[DO NOT PUBLISH]
IN THE UNITED STATES COURT OF APPEALS
FOR THE ELEVENTH CIRCUIT FILED
________________________ U.S. COURT OF APPEALS
ELEVENTH CIRCUIT
JANUARY 17, 2012
No. 11-12729
Non-Argument Calendar JOHN LEY
CLERK
________________________
D.C. Docket No. 2:10-cr-00006-LGW-JEG-1
UNITED STATES OF AMERICA,
llllllllllllllllllllllllllllllllllllllll Plaintiff-Appellee,
versus
DONALD DUANE SCHAFF,
llllllllllllllllllllllllllllllllllllllll Defendant-Appellant.
________________________
Appeal from the United States District Court
for the Southern District of Georgia
________________________
(January 17, 2012)
Before TJOFLAT, EDMONDSON and FAY, Circuit Judges.
PER CURIAM:
Donald Schaff appeals his conviction for receipt of child pornography,
18 U.S.C. §2252A(a)(2). Schaff argues that his conviction must be reversed
because the government failed to prove that he knowingly received child
pornography. He asserts that the images found on his computer were all part of
his internet cache, a collection of temporary internet files automatically
downloaded onto his computer when he viewed certain websites.

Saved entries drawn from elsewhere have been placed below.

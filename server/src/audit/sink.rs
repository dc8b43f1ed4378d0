//! Audit sink implementations.
//!
//! Uses runtime queries (`sqlx::query`) to avoid requiring a live database at
//! compile time.

use async_trait::async_trait;
use sqlx::PgPool;
use tracing::info;

use super::{AuditError, AuditRecord, AuditSink};

/// Writes audit records to the `mention_audit` table.
#[derive(Clone)]
pub struct PgAuditSink {
    pool: PgPool,
}

impl PgAuditSink {
    pub const fn new(pool: PgPool) -> Self {
        Self { pool }
    }
}

#[async_trait]
impl AuditSink for PgAuditSink {
    async fn record(&self, entry: &AuditRecord) -> Result<(), AuditError> {
        sqlx::query(
            r"
            INSERT INTO mention_audit
                (correlation_id, status, error_message, cast_hash, cast_text, author_fid,
                 author_address, prompt, agent_response, token_address, created_at)
            VALUES ($1, $2, $3, $4, $5, $6, $7, $8, $9, $10, $11)
            ",
        )
        .bind(entry.correlation_id)
        .bind(entry.status.as_str())
        .bind(entry.error_message.as_deref())
        .bind(entry.cast_hash.as_deref())
        .bind(entry.cast_text.as_deref())
        .bind(entry.author_fid.map(|fid| fid as i64))
        .bind(entry.author_address.as_deref())
        .bind(entry.prompt.as_deref())
        .bind(entry.agent_response.as_ref())
        .bind(entry.token_address.as_deref())
        .bind(entry.created_at)
        .execute(&self.pool)
        .await?;

        Ok(())
    }
}

/// Emits audit records as structured log lines (no database configured).
#[derive(Clone, Copy, Debug, Default)]
pub struct LogAuditSink;

#[async_trait]
impl AuditSink for LogAuditSink {
    async fn record(&self, entry: &AuditRecord) -> Result<(), AuditError> {
        info!(
            target: "mentionbot_server::audit",
            correlation_id = %entry.correlation_id,
            status = entry.status.as_str(),
            cast_hash = entry.cast_hash.as_deref().unwrap_or_default(),
            error_message = entry.error_message.as_deref().unwrap_or_default(),
            token_address = entry.token_address.as_deref().unwrap_or_default(),
            "Mention audit"
        );
        Ok(())
    }
}
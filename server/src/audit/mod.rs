//! Audit Trail
//!
//! Every inbound mention leaves at least one audit record, correlated by the
//! per-event correlation id. Writes are fire-and-forget: a failing sink is
//! logged and never blocks or fails the reply path.

mod sink;

use std::sync::Arc;

use async_trait::async_trait;
use chrono::{DateTime, Utc};
use serde::Serialize;
use thiserror::Error;
use tracing::error;
use uuid::Uuid;

pub use sink::{LogAuditSink, PgAuditSink};

/// Outcome recorded for a mention.
#[derive(Debug, Clone, Copy, PartialEq, Eq, Serialize)]
#[serde(rename_all = "kebab-case")]
pub enum AuditStatus {
    Ok,
    Nok,
    NotTriggered,
}

impl AuditStatus {
    #[must_use]
    pub const fn as_str(&self) -> &'static str {
        match self {
            Self::Ok => "ok",
            Self::Nok => "nok",
            Self::NotTriggered => "not-triggered",
        }
    }
}

/// One audit entry.
#[derive(Debug, Clone, Serialize)]
pub struct AuditRecord {
    pub correlation_id: Uuid,
    pub status: AuditStatus,
    pub error_message: Option<String>,
    pub cast_hash: Option<String>,
    pub cast_text: Option<String>,
    pub author_fid: Option<u64>,
    pub author_address: Option<String>,
    pub prompt: Option<String>,
    pub agent_response: Option<serde_json::Value>,
    pub token_address: Option<String>,
    pub created_at: DateTime<Utc>,
}

impl AuditRecord {
    #[must_use]
    pub fn new(correlation_id: Uuid, status: AuditStatus) -> Self {
        Self {
            correlation_id,
            status,
            error_message: None,
            cast_hash: None,
            cast_text: None,
            author_fid: None,
            author_address: None,
            prompt: None,
            agent_response: None,
            token_address: None,
            created_at: Utc::now(),
        }
    }

    #[must_use]
    pub fn with_error(mut self, message: impl Into<String>) -> Self {
        self.error_message = Some(message.into());
        self
    }
}

/// Audit errors.
#[derive(Error, Debug)]
pub enum AuditError {
    #[error("Database error: {0}")]
    Database(#[from] sqlx::Error),
}

/// Persists audit records.
#[async_trait]
pub trait AuditSink: Send + Sync {
    async fn record(&self, entry: &AuditRecord) -> Result<(), AuditError>;
}

/// Fire-and-forget front for an [`AuditSink`].
#[derive(Clone)]
pub struct AuditLog {
    sink: Arc<dyn AuditSink>,
}

impl AuditLog {
    pub fn new(sink: Arc<dyn AuditSink>) -> Self {
        Self { sink }
    }

    /// Writes the record on a background task.
    pub fn record(&self, entry: AuditRecord) {
        let sink = self.sink.clone();
        tokio::spawn(async move {
            if let Err(e) = sink.record(&entry).await {
                error!(
                    correlation_id = %entry.correlation_id,
                    status = entry.status.as_str(),
                    error = %e,
                    "Failed to write audit record"
                );
            }
        });
    }
}
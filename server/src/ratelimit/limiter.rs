//! Fixed-window rate limiter with 429 cool-down.
//!
//! Pure policy: no clocks are read here, callers pass `now`. The reply worker
//! owns one [`RateLimiterState`] per queue; the inbound slow-down middleware
//! owns another.

use std::time::{Duration, Instant};

/// Throughput budget: at most `max` admissions per `duration`.
#[derive(Debug, Clone, Copy, PartialEq, Eq)]
pub struct RateLimit {
    /// Maximum admissions allowed in one window
    pub max: u32,
    /// Window length
    pub duration: Duration,
}

impl RateLimit {
    #[must_use]
    pub const fn new(max: u32, duration: Duration) -> Self {
        Self { max, duration }
    }
}

/// Result of an admission check.
#[derive(Debug, Clone, Copy, PartialEq, Eq)]
pub enum Admission {
    /// The attempt may proceed now.
    Admit,
    /// The attempt must wait at least `retry_after`.
    Deny { retry_after: Duration },
}

impl Admission {
    #[must_use]
    pub const fn is_admitted(&self) -> bool {
        matches!(self, Self::Admit)
    }
}

/// Mutable window and throttle state.
#[derive(Debug, Clone, Default)]
pub struct RateLimiterState {
    window_start: Option<Instant>,
    count: u32,
    throttled_until: Option<Instant>,
}

impl RateLimiterState {
    #[must_use]
    pub fn new() -> Self {
        Self::default()
    }

    /// Same decision as [`Self::try_admit`] without counting the attempt.
    #[must_use]
    pub fn peek(&self, limit: &RateLimit, now: Instant) -> Admission {
        if let Some(until) = self.throttled_until {
            if now < until {
                return Admission::Deny {
                    retry_after: until - now,
                };
            }
        }
        match self.window_start {
            Some(start)
                if now.saturating_duration_since(start) < limit.duration
                    && self.count >= limit.max =>
            {
                Admission::Deny {
                    retry_after: (start + limit.duration).saturating_duration_since(now),
                }
            }
            _ => Admission::Admit,
        }
    }

    /// Decides whether one more attempt may run at `now`, counting it if so.
    pub fn try_admit(&mut self, limit: &RateLimit, now: Instant) -> Admission {
        if let Some(until) = self.throttled_until {
            if now < until {
                return Admission::Deny {
                    retry_after: until - now,
                };
            }
            self.throttled_until = None;
        }

        let window_start = match self.window_start {
            Some(start) if now.saturating_duration_since(start) < limit.duration => start,
            _ => {
                self.window_start = Some(now);
                self.count = 0;
                now
            }
        };

        if self.count < limit.max {
            self.count += 1;
            Admission::Admit
        } else {
            let window_end = window_start + limit.duration;
            Admission::Deny {
                retry_after: window_end.saturating_duration_since(now),
            }
        }
    }

    /// Imposes a cool-down after a rate-limit signal and returns its end.
    ///
    /// An existing, longer cool-down is kept.
    pub fn throttle(&mut self, cool_down: Duration, now: Instant) -> Instant {
        let until = now + cool_down;
        let until = match self.throttled_until {
            Some(existing) if existing > until => existing,
            _ => until,
        };
        self.throttled_until = Some(until);
        until
    }

    #[must_use]
    pub fn is_throttled(&self, now: Instant) -> bool {
        self.throttled_until.is_some_and(|until| now < until)
    }

    #[must_use]
    pub const fn throttled_until(&self) -> Option<Instant> {
        self.throttled_until
    }
}
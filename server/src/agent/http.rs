//! HTTP agent client.

use std::time::Duration;

use async_trait::async_trait;
use serde::{Deserialize, Serialize};
use tracing::{debug, instrument};

use super::{Agent, AgentContext, AgentError, AgentFailureCause, AgentOutput};

/// Agent reached over HTTP: `POST {url}` with `{ prompt, context }`.
#[derive(Clone)]
pub struct HttpAgent {
    client: reqwest::Client,
    url: String,
    api_key: String,
}

#[derive(Serialize)]
struct InvokeRequest<'a> {
    prompt: &'a str,
    context: &'a AgentContext,
}

/// Error body shape: `{ "error": "..." }`.
#[derive(Deserialize)]
struct ErrorBody {
    error: Option<String>,
}

impl HttpAgent {
    pub fn new(
        url: impl Into<String>,
        api_key: impl Into<String>,
        timeout: Duration,
    ) -> Result<Self, AgentError> {
        let client = reqwest::Client::builder().timeout(timeout).build()?;
        Ok(Self {
            client,
            url: url.into(),
            api_key: api_key.into(),
        })
    }
}

#[async_trait]
impl Agent for HttpAgent {
    #[instrument(skip(self, prompt, context), fields(correlation_id = %context.correlation_id))]
    async fn invoke(
        &self,
        prompt: &str,
        context: &AgentContext,
    ) -> Result<AgentOutput, AgentError> {
        let resp = self
            .client
            .post(&self.url)
            .bearer_auth(&self.api_key)
            .json(&InvokeRequest { prompt, context })
            .send()
            .await?;

        let status = resp.status();
        if !status.is_success() {
            let text = resp.text().await.unwrap_or_default();
            let cause = serde_json::from_str::<ErrorBody>(&text)
                .ok()
                .map(|body| AgentFailureCause { error: body.error });
            return Err(AgentError::Rejected {
                message: format!("HTTP {}", status.as_u16()),
                cause,
            });
        }

        let output: AgentOutput = resp
            .json()
            .await
            .map_err(|e| AgentError::InvalidResponse(e.to_string()))?;

        debug!(output_len = output.output.len(), "Agent answered");
        Ok(output)
    }
}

He contends that the government failed to prove that he was aware of the
automatic caching process and knew how to access the cached images. Schaff
also argues that the government failed to prove that the images he received
traveled in interstate commerce. For the reasons set forth below, we affirm.
I.
Schaff was charged in a two-count indictment with possession of child
pornography, in violation of 18 U.S.C. § 2252A(a)(5)(B) (Count One), and receipt
of child pornography, in violation of 18 U.S.C. § 2252A(a)(2) (Count Two). At
Schaff’s trial, Special Agent Thomas West testified that he conducted a forensics
examination of Schaff’s laptop and desktop computers. Agent West explained that
he discovered thumbnail images of child pornography in the “My eBooks” and
“My Pictures” folders on Schaff’s laptop. Those folders were associated with an
account called “User,” and the full user name for that account was “Donny.”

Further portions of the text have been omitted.